--- Material shown Enclosed Below ---

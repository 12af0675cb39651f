//! gRPC status mapping.
//!
//! When a failure is reported as a gRPC status instead of a result envelope
//! (a handler bailing out early, or the transport itself failing), the status
//! still speaks the managed error taxonomy. Statuses built here carry the
//! encoded descriptor in their details so the exact error survives; statuses
//! built elsewhere are classified by code.

use bytes::Bytes;
use prost::Message;
use tonic::{Code, Status};
use trellis_core::{ErrorKind, ManagedError};

use crate::message::ErrorDescriptorMessage;

/// gRPC code used for a kind.
pub fn code_for(kind: ErrorKind) -> Code {
    match kind {
        ErrorKind::Authentication => Code::Unauthenticated,
        ErrorKind::Authorization | ErrorKind::Security | ErrorKind::ExternalAccess => {
            Code::PermissionDenied
        }
        ErrorKind::Timeout => Code::DeadlineExceeded,
        ErrorKind::Communication => Code::Unavailable,
        ErrorKind::Configuration => Code::FailedPrecondition,
        ErrorKind::Validation => Code::InvalidArgument,
        ErrorKind::Duplicate => Code::AlreadyExists,
        ErrorKind::Data | ErrorKind::Logic => Code::Internal,
        ErrorKind::Unhandled => Code::Unknown,
    }
}

/// Kind inferred from a bare gRPC code.
fn kind_for(code: Code) -> ErrorKind {
    match code {
        Code::Unauthenticated => ErrorKind::Authentication,
        Code::PermissionDenied => ErrorKind::Authorization,
        Code::DeadlineExceeded => ErrorKind::Timeout,
        Code::Unavailable => ErrorKind::Communication,
        Code::FailedPrecondition => ErrorKind::Configuration,
        Code::InvalidArgument => ErrorKind::Validation,
        Code::AlreadyExists => ErrorKind::Duplicate,
        Code::DataLoss => ErrorKind::Data,
        _ => ErrorKind::Unhandled,
    }
}

/// Builds a status for a managed error, descriptor attached as details.
pub fn status_from_error(err: &ManagedError) -> Status {
    let details = ErrorDescriptorMessage::from(err).encode_to_vec();
    Status::with_details(code_for(err.kind()), err.message(), Bytes::from(details))
}

/// Reconstructs a managed error from a status. Never fails.
///
/// Attached descriptor details win when they name a known kind. Otherwise
/// the code picks the kind and the status message becomes the error message.
pub fn error_from_status(status: &Status) -> ManagedError {
    if !status.details().is_empty() {
        match ErrorDescriptorMessage::decode(status.details()) {
            Ok(descriptor) if ErrorKind::from_tag(&descriptor.kind).is_some() => {
                return descriptor.decode_error();
            }
            Ok(descriptor) => {
                tracing::debug!(kind = %descriptor.kind, "status details carry no known error kind");
            }
            Err(e) => {
                tracing::debug!(error = %e, "status details are not an error descriptor");
            }
        }
    }
    ManagedError::new(kind_for(status.code()), status.message())
}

--- End of Enclosed Material shown ---

## Exercise description
A copy of each line in the data above that holds the string "Unhandled" is needed.

## Response below
        ErrorKind::Unhandled => Code::Unknown,
        _ => ErrorKind::Unhandled,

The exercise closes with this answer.